Carne Gera Carnal e Espírito Gera Espiritual - Comentário de João 3.6

Por João Calvino

“O que é nascido da carne é carne; e o que é nascido do Espírito é espírito.” (João 3.6)

“O que é nascido da carne”. Pelo raciocínio de contrários, Cristo argumenta que o reino de Deus está fechado para nós, a menos que uma entrada seja aberta para nós por um novo nascimento. Porque ele dá como garantido, que não podemos entrar no reino de Deus se não formos espirituais. Mas nada trazemos desde o ventre materno, senão uma natureza carnal. Segue-se portanto, que estamos naturalmente banidos do reino de Deus, e, tendo sido privados da vida celestial, permanecemos sob o jugo da morte espiritual. Além disso, quando Cristo argumenta aqui, que os homens devem nascer de novo, porque eles são apenas carne, ele, sem dúvida, abrange toda a humanidade sob o termo carne. Por carne, por conseguinte, entende-se neste lugar, não o corpo, mas a alma também, e, consequentemente, todas as partes da mesma.

Quando alguns teólogos restringem a palavra carne à parte que chamam de sensual, eles fazem isso em absoluta ignorância do seu significado; porque Cristo teria usado, neste caso, um argumento inconclusivo, que precisamos de um segundo nascimento, porque uma parte de nós é corrompida. Mas, se a carne é contrastada com o Espírito, como uma coisa corrupta é contrastada com uma que é incorruptível, uma coisa torta com uma que é reta, uma coisa poluída com uma que é sagrada, uma contaminada com uma que é pura, podemos facilmente concluir que toda a natureza do homem é condenada por um única palavra. Cristo, portanto, declara que o nosso entendimento e razão estão corrompidos, porque são carnais, e que todos os afetos do coração são maus e perversos, porque eles também são carnais.

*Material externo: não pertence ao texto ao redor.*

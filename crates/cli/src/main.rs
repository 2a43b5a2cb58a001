//! `v2kvm`: a virt-v2v-style conversion pipeline orchestrator CLI, wiring the
//! reference local-file adapters from `v2kvm-adapters` into `v2kvm-core`.

use camino::Utf8PathBuf;
use clap::{Parser, ValueEnum};
use color_eyre::eyre::Context;
use color_eyre::Result;
use std::collections::HashMap;
use std::net::IpAddr;
use v2kvm_adapters::{GenericLinuxModule, GenericWindowsStub, GuestfishAppliance, LocalFileInput, LocalFileOutput};
use v2kvm_core::adapters::Preallocation;
use v2kvm_core::convert::ConversionRegistry;
use v2kvm_core::pipeline::{self, PipelineContext, PipelineOptions};
use v2kvm_core::preflight::TEMP_DIR_ENV_VAR;
use v2kvm_core::source::SourceOverrides;

/// External tools the preflight check verifies are on `$PATH` before the
/// pipeline runs.
const REQUIRED_TOOLS: &[&str] = &["qemu-img", "guestfish"];

/// Convert a guest from an input source into a libvirt/KVM-ready target.
#[derive(Debug, Parser)]
#[command(name = "v2kvm", version, about)]
struct Cli {
    /// Directory holding the input `manifest.json` and its disk images.
    source: Utf8PathBuf,

    /// Output directory for converted disk images and the domain XML
    /// (ignored with `--in-place`, `--print-source`, and `--print-estimate`).
    #[arg(required_unless_present_any = ["in_place", "print_source", "print_estimate"])]
    output: Option<Utf8PathBuf>,

    /// Rename the guest on the target.
    #[arg(long = "name")]
    output_name: Option<String>,

    /// Remap a source network to a target one, `source=target`. May be
    /// repeated.
    #[arg(long = "network", value_parser = parse_network_map_entry)]
    network: Vec<(String, String)>,

    /// Unlock an encrypted volume, `device=passphrase`. May be repeated.
    #[arg(long = "passphrase", value_parser = parse_network_map_entry)]
    passphrase: Vec<(String, String)>,

    /// Static IP to hand to the conversion module. May be repeated.
    #[arg(long = "static-ip")]
    static_ip: Vec<IpAddr>,

    /// Compress qcow2 targets (rejected for `raw` output).
    #[arg(long)]
    compressed: bool,

    /// Force the output format (`raw` or `qcow2`) instead of inferring it
    /// from the overlay.
    #[arg(short = 'o', long = "output-format")]
    output_format: Option<String>,

    /// Preallocation strategy for newly created target disks.
    #[arg(short = 'a', long = "output-allocation")]
    output_allocation: Option<AllocationArg>,

    /// Mutate the source disks directly instead of copying to a target.
    #[arg(long)]
    in_place: bool,

    /// Also run fstrim in `--in-place` mode (skipped by default since there
    /// is no overlay to reclaim space on).
    #[arg(long, requires = "in_place")]
    trim_in_place: bool,

    /// Debug-overlay mode: keep the overlay qcow2 files around after the run
    /// instead of deleting them.
    #[arg(long, conflicts_with = "in_place")]
    preserve_overlays: bool,

    /// Run fstrim even in debug-overlay mode (skipped by default, since the
    /// point of `--preserve-overlays` is usually to inspect the overlay
    /// as the guest conversion left it).
    #[arg(long, requires = "preserve_overlays")]
    trim_overlays: bool,

    /// Print the parsed source description and exit.
    #[arg(long)]
    print_source: bool,

    /// Run overlay creation and space estimation, print the result, and
    /// exit before any guest-conversion module runs.
    #[arg(long)]
    print_estimate: bool,

    /// Render `--print-estimate` output as JSON instead of plain text.
    #[arg(long, requires = "print_estimate")]
    json: bool,

    /// Cap input-adapter network transfers to this many bytes/sec.
    #[arg(long)]
    bandwidth_limit: Option<u64>,
}

/// `-oa`/`--output-allocation` values, mirroring [`Preallocation`].
#[derive(Debug, Clone, Copy, ValueEnum)]
enum AllocationArg {
    /// Sparse allocation.
    Sparse,
    /// Fully preallocated.
    Preallocated,
}

impl From<AllocationArg> for Preallocation {
    fn from(value: AllocationArg) -> Self {
        match value {
            AllocationArg::Sparse => Preallocation::Sparse,
            AllocationArg::Preallocated => Preallocation::Full,
        }
    }
}

fn parse_network_map_entry(raw: &str) -> Result<(String, String), String> {
    raw.split_once('=')
        .map(|(k, v)| (k.to_string(), v.to_string()))
        .ok_or_else(|| format!("expected KEY=VALUE, got {raw:?}"))
}

fn install_tracing() {
    use tracing_error::ErrorLayer;
    use tracing_subscriber::fmt;
    use tracing_subscriber::prelude::*;
    use tracing_subscriber::EnvFilter;

    let format = fmt::format().without_time().with_target(false).compact();

    let fmt_layer = fmt::layer().event_format(format).with_writer(std::io::stderr);
    let filter_layer = EnvFilter::try_from_default_env()
        .or_else(|_| EnvFilter::try_new("info"))
        .unwrap();

    tracing_subscriber::registry()
        .with(filter_layer)
        .with(fmt_layer)
        .with(ErrorLayer::default())
        .init();
}

fn temp_dir() -> Utf8PathBuf {
    std::env::var(TEMP_DIR_ENV_VAR)
        .map(Utf8PathBuf::from)
        .unwrap_or_else(|_| Utf8PathBuf::try_from(std::env::temp_dir()).expect("temp dir is valid UTF-8"))
}

fn main() -> Result<()> {
    install_tracing();
    color_eyre::install()?;

    let cli = Cli::parse();

    let opts = PipelineOptions {
        in_place: cli.in_place,
        print_source: cli.print_source,
        print_estimate: cli.print_estimate,
        print_estimate_json: cli.json,
        compressed: cli.compressed,
        output_format: cli.output_format,
        preallocation: cli.output_allocation.map(Preallocation::from),
        overrides: SourceOverrides {
            output_name: cli.output_name,
            network_map: cli.network.into_iter().collect::<HashMap<_, _>>(),
        },
        passphrases: cli.passphrase.into_iter().collect::<HashMap<_, _>>(),
        static_ips: cli.static_ip,
        bandwidth_limit: cli.bandwidth_limit,
        temp_dir: temp_dir(),
        trim_in_place: cli.trim_in_place,
        preserve_overlays: cli.preserve_overlays,
        trim_overlays: cli.trim_overlays,
    };

    let mut output = match cli.output {
        Some(dir) => LocalFileOutput::new(dir),
        // In-place mode never writes target disks; point the (still
        // required) output adapter back at the source directory, which
        // `precheck()`'s `create_dir_all` will find already present.
        None => LocalFileOutput::new(cli.source.clone()),
    };
    let input = LocalFileInput::new(cli.source);
    let modules = ConversionRegistry::new(vec![
        Box::new(GenericLinuxModule),
        Box::new(GenericWindowsStub),
    ]);
    let mut appliance = GuestfishAppliance::new();

    let mut ctx = PipelineContext {
        input: &input,
        output: &mut output,
        modules: &modules,
        appliance: &mut appliance,
        required_tools: REQUIRED_TOOLS,
    };

    pipeline::run(&opts, &mut ctx).with_context(|| "conversion pipeline failed")
}
//! `--in-place` mutates the source disk directly: no overlays, no target
//! layout, no copy, no metadata.

use color_eyre::Result;
use integration_tests::integration_test;

use crate::{fixtures, run_v2kvm};

fn test_in_place_writes_no_target_artifacts() -> Result<()> {
    let fixture = fixtures::build("vm1", 256 << 20, fixtures::DiskFormat::Qcow2)?;

    let output = run_v2kvm(&["--in-place", fixture.root.as_str()])?;
    output.assert_success("--in-place conversion");

    // Nothing but the manifest and the original disk should exist in the
    // source directory; no overlay, no domain XML, no copied target.
    let entries: Vec<_> = std::fs::read_dir(fixture.root.as_std_path())
        .expect("reading fixture dir")
        .map(|e| e.unwrap().file_name().to_string_lossy().into_owned())
        .collect();
    assert!(entries.contains(&"manifest.json".to_string()));
    assert!(entries.contains(&"disk0.qcow2".to_string()));
    assert!(!entries.iter().any(|e| e.ends_with(".xml")));
    Ok(())
}
integration_test!(test_in_place_writes_no_target_artifacts);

Aqui surge uma questão; pois é certo que nesta natureza degenerada algum resquício dos dons de Deus ainda permanece; e, portanto, segue-se que não estamos em todos os aspectos corrompidos. A resposta é fácil. Os dons que Deus deixou para nós, desde a queda, se eles são avaliados em si mesmos, são, de fato dignos de louvor; mas, como o contágio da maldade está espalhado por todas as partes, nada será encontrado em nós que seja puro e livre de toda contaminação. Que possuímos naturalmente algum conhecimento de Deus, que alguma distinção entre o bem e o mal está gravada em nossa consciência, que nossas faculdades são suficientes para a manutenção da vida presente, que – em suma - somos em tantos aspectos superiores aos animais irracionais, que isto é excelente em si mesmo, na medida em que procede de Deus; mas em todos nós estas coisas estão completamente poluídas, da mesma maneira como o vinho que foi totalmente infectado e corrompido pelo gosto ofensivo do recipiente perde a agradabilidade do seu bom sabor, e adquire um sabor amargo e ruim. Porque tal conhecimento de Deus como agora permanece nos homens nada mais é do que uma fonte terrível de idolatria e de todas as superstições; o julgamento exercido para escolher e distinguir coisas está parcialmente cego e insensato, em parte imperfeito e confuso; todas as nossas faculdades fluem para a vaidade e ninharias; e a própria vontade, com impetuosidade furiosa, corre freneticamente para o que é mau. Assim, em toda a nossa natureza não permanece uma gota de pura retidão. Por isso, é evidente que deve ser formada pelo segundo nascimento, para que possamos ser equipados para o reino de Deus; e o significado das palavras de Cristo é que, como um homem nasce apenas carnal do ventre de sua mãe; ele deve ser formado de novo pelo Espírito, para que possa começar a ser espiritual.

A palavra Espírito é usada aqui em dois sentidos, a saber, por graça, e o efeito da graça. Porque em primeiro lugar, Cristo nos informa que o Espírito de Deus é o único autor de uma natureza pura e reta, depois, ele afirma, que somos espirituais, porque temos sido renovados pelo seu poder.

Traduzido e adaptado por Silvio Dutra.